## Task to complete
Copy each line from the data that has the word "AnalyticsRepository" in it.
------------------------
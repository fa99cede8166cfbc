//! Database layer with `SeaORM` entities and repositories.
//!
//! This crate provides:
//! - `SeaORM` entity definitions
//! - Repositories that apply the `corebank-core` rules inside database
//!   transactions
//! - Database migrations

pub mod entities;
pub mod migration;
pub mod repositories;

pub use repositories::{
    AccountRepository, AnalyticsRepository, AuditRepository, LedgerRepository, LoanRepository,
    RepositoryError, SessionRepository, UserRepository,
};

use std::time::Duration;

use corebank_shared::config::DatabaseConfig;
use sea_orm::{ConnectOptions, Database, DatabaseConnection, DbErr};

/// Establishes a connection to the database with default pool settings.
///
/// # Errors
///
/// Returns an error if the connection cannot be established.
pub async fn connect(database_url: &str) -> Result<DatabaseConnection, DbErr> {
    Database::connect(database_url).await
}

/// Establishes a pooled connection from configuration.
///
/// # Errors
///
/// Returns an error if the connection cannot be established.
pub async fn connect_with(config: &DatabaseConfig) -> Result<DatabaseConnection, DbErr> {
    let mut options = ConnectOptions::new(config.url.clone());
    options
        .max_connections(config.max_connections)
        .min_connections(config.min_connections)
        .connect_timeout(Duration::from_secs(10))
        .acquire_timeout(Duration::from_secs(10))
        .sqlx_logging(false);

    Database::connect(options).await
}
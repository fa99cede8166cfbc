//! Repositories over the `SeaORM` entities.
//!
//! Repositories load rows, apply the `corebank-core` rules and write the
//! result back, one database transaction per balance-changing operation.

pub mod account;
pub mod analytics;
pub mod audit;
pub mod error;
pub mod ledger;
pub mod loan;
mod posting;
pub mod session;
pub mod user;

pub use account::{AccountFilter, AccountRepository, OpenedAccount};
pub use analytics::AnalyticsRepository;
pub use audit::{AuditFilter, AuditRepository};
pub use error::{RepoResult, RepositoryError};
pub use ledger::{
    LedgerRepository, Posted, PostingRequest, Reversal, ReversedLeg, Statement, Transfer,
    TransactionFilter, TransferRequest,
};
pub use loan::{Disbursement, EmiPayment, LoanFilter, LoanRepository};
pub use session::SessionRepository;
pub use user::{NewUser, ProfileUpdate, UserFilter, UserRepository, UserWithAccounts};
------------------------
## Task response
    AccountRepository, AnalyticsRepository, AuditRepository, LedgerRepository, LoanRepository,
pub use analytics::AnalyticsRepository;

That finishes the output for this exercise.